Assuming the Englishmen had not by 1930 forgotten the form of the quintessentially-English cup, it seems likely that the first Pimm’s Cups made with bottled Pimm’s liqueur was still made as a true cup, rather than as the Pimm’s & Ginger-ale Highball or Pimm’s & Lemon-lime Highball that is almost universally served under its name today.

Perhaps some American bar-tender trying to service an Englishman’s request sometime after 1933 (when Pimm’s liqueur was first imported to the U.S.A.), having no ginger wine in the bar (and not even knowing what it was) simply used ginger ale instead and made the more familiar (to him) highball-type drink. We can’t know about that, of course. But the Pimm’s Number One Cup is a much better drink than the fancy Pimm’s Number One Highball that is passed for it almost everywhere. Try it.

P.S.  There is a scene in the television series “Boardwalk Empire” where a character speaks just after the Volstead Act has gone into effect (‘prohibition’) in 1920 of needing Pimm’s Liqueur Number One for the Pimm’s Number One Cup. But, in 1920, bottled Pimm’s liqueur had not yet ever been imported to the U.S.A., and probably didn’t even exist yet.

The Rise of the Spurious Cocktails, or, 1910: The Year the Cocktail Fell

When I first began teaching mixology according to the old, American tradition back in 2008, it was perhaps a bit more surprising to bar-tenders that anyone would keep to the purist idea of what a cocktail is. It was not unusual for the objection of “Cocktails have changed” to be lodged. My response has not changed since those days. It’s not that true cocktails have changed. They really haven’t changed very much. It’s more the case that the use of the word ‘cocktail’ has changed to include many types of drinks that were formerly known by different names.

There was a time when I supposed that this change in the use of the word ‘cocktail’ was due to the Volstead Act and the period of ‘prohibition’ that it ushered in. But, that is not the case. Around 2009, I began to notice from pre-Volstead Act sources that the change in the use of the word cocktail had clearly begun before 1920 (when the Volstead Act went into effect).

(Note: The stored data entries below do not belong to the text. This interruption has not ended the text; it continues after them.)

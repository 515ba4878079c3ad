//! Error types for policy synthesis
//!
//! Only genuinely unrecoverable conditions surface as errors. Flows or units
//! that cannot contribute a rule are skipped, not reported, and structural
//! problems in policy files are collected by the validator instead of thrown.

use thiserror::Error;

/// Main error type for netsynth operations
#[derive(Debug, Error)]
pub enum Error {
    /// The flow input was empty, so there is nothing to learn from
    #[error("no flows provided")]
    NoFlowsProvided,

    /// A policy writer was handed an empty policy set
    #[error("no policies to write")]
    NoPolicies,

    /// Serialization/deserialization error
    #[error("serialization error: {message}")]
    Serialization {
        /// Description of what failed
        message: String,
        /// The resource kind being serialized (if known)
        kind: Option<String>,
    },

    /// Invalid caller-supplied value
    #[error("validation error: {message}")]
    Validation {
        /// Description of what's invalid
        message: String,
        /// The offending field or argument (e.g., "namespace")
        field: Option<String>,
    },

    /// Filesystem error while reading or writing an artifact
    #[error("io error: {source}")]
    Io {
        /// The underlying I/O error
        #[from]
        source: std::io::Error,
    },
}

impl Error {
    /// Create a serialization error with resource kind context
    pub fn serialization_for_kind(kind: impl Into<String>, msg: impl Into<String>) -> Self {
        Self::Serialization {
            message: msg.into(),
            kind: Some(kind.into()),
        }
    }

    /// Create a validation error naming the offending field
    pub fn validation_for_field(field: impl Into<String>, msg: impl Into<String>) -> Self {
        Self::Validation {
            message: msg.into(),
            field: Some(field.into()),
        }
    }
}
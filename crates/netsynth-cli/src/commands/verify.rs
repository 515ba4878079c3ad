//! Verify command - structural check of a policy file

use std::path::PathBuf;

use clap::Args;
use netsynth_verify::ValidationReport;

use super::format::{render_table, OutputFormat};
use crate::config::NetsynthConfig;
use crate::{Error, Result};

#[derive(Args, Debug)]
pub struct VerifyArgs {
    /// Policy file to check (default: configured policy file)
    pub file: Option<PathBuf>,

    /// Output format
    #[arg(short, long, default_value = "table")]
    pub output: OutputFormat,
}

pub fn run(args: VerifyArgs, config: &NetsynthConfig) -> Result<()> {
    let file = args.file.unwrap_or_else(|| config.policy_file());
    let report = netsynth_verify::validate_file(&file)?;

    match args.output {
        OutputFormat::Table => println!("{}", render_report(&report)),
        OutputFormat::Json => println!("{}", serde_json::to_string_pretty(&report)?),
    }

    if report.valid {
        Ok(())
    } else {
        Err(Error::validation(format!(
            "{}: {} of {} documents invalid",
            file.display(),
            report.documents.len() - report.valid_count(),
            report.documents.len()
        )))
    }
}

fn render_report(report: &ValidationReport) -> String {
    let rows: Vec<Vec<String>> = report
        .documents
        .iter()
        .map(|d| {
            vec![
                d.index.to_string(),
                d.namespace.clone().unwrap_or_else(|| "-".to_string()),
                d.name.clone().unwrap_or_else(|| "-".to_string()),
                if d.valid { "valid" } else { "invalid" }.to_string(),
                d.errors.len().to_string(),
            ]
        })
        .collect();

    let mut out = render_table(&["INDEX", "NAMESPACE", "NAME", "STATUS", "ERRORS"], &rows);

    for doc in report.invalid_documents() {
        out.push_str(&format!("\n\nDocument {}:", doc.index));
        for error in &doc.errors {
            out.push_str(&format!("\n  - {}", error));
        }
    }

    if !report.errors.is_empty() {
        out.push_str("\n\nFile errors:");
        for error in &report.errors {
            out.push_str(&format!("\n  - {}", error));
        }
    }

    if report.valid {
        out.push_str(&format!(
            "\n\nAll {} policies passed",
            report.documents.len()
        ));
    }
    out
}

#[cfg(test)]
mod tests {
    use super::*;

    const VALID: &str = r#"apiVersion: cilium.io/v2
kind: CiliumNetworkPolicy
metadata:
  name: api-policy
  namespace: prod
spec:
  endpointSelector:
    matchLabels:
      app: api
"#;

    fn verify(text: &str, output: OutputFormat) -> Result<()> {
        let dir = tempfile::tempdir().unwrap();
        let path = dir.path().join("policy.yaml");
        std::fs::write(&path, text).unwrap();
        run(
            VerifyArgs {
                file: Some(path),
                output,
            },
            &NetsynthConfig::default(),
        )
    }

    #[test]
    fn story_valid_file_succeeds() {
        assert!(verify(VALID, OutputFormat::Table).is_ok());
        assert!(verify(VALID, OutputFormat::Json).is_ok());
    }

    #[test]
    fn story_invalid_file_fails_with_validation_error() {
        let text = VALID.replace("cilium.io/v2", "wrong/v1");
        let err = verify(&text, OutputFormat::Table).unwrap_err();
        assert!(matches!(err, Error::Validation { .. }));
        assert!(err.to_string().contains("1 of 1 documents invalid"));
    }

    #[test]
    fn missing_file_is_an_error() {
        let result = run(
            VerifyArgs {
                file: Some(PathBuf::from("/nonexistent/policy.yaml")),
                output: OutputFormat::Table,
            },
            &NetsynthConfig::default(),
        );
        assert!(matches!(result, Err(Error::Core(_))));
    }

    #[test]
    fn table_lists_each_document_and_its_errors() {
        let bad = VALID
            .replace("api-policy", "db-policy")
            .replace("kind: CiliumNetworkPolicy", "kind: NetworkPolicy");
        let report = netsynth_verify::validate_policies(&format!("{VALID}---\n{bad}"));
        let out = render_report(&report);

        assert!(out.starts_with("INDEX"));
        assert!(out.contains("api-policy"));
        assert!(out.contains("db-policy"));
        assert!(out.contains("Document 2:"));
        assert!(out.contains("invalid kind"));
        assert!(!out.contains("passed"));
    }
}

When it comes to objects, the Oxford English Dictionary defines the word ‘spurious’ as:

“3. Superficially resembling or simulating, but lacking the genuine character or qualities of, something; not true or genuine; false, sham, counterfeit:”

In this post, I will trace the rise of the spurious cocktails — those single-serving drinks of other genres that are often served in stemmed glassware and always falsely called cocktails. Their names are legion and well-known: Sidecar, Whiskey Sour, Cosmopolitan, Daiquiri, etc. Of course, for a sour (a punch, really) such as all those are — or even a flip or a blossom — to be called a cocktail required the breaking of the traditional drink-related understanding of the word. And so, this post will also trace the breaking of the American cocktail.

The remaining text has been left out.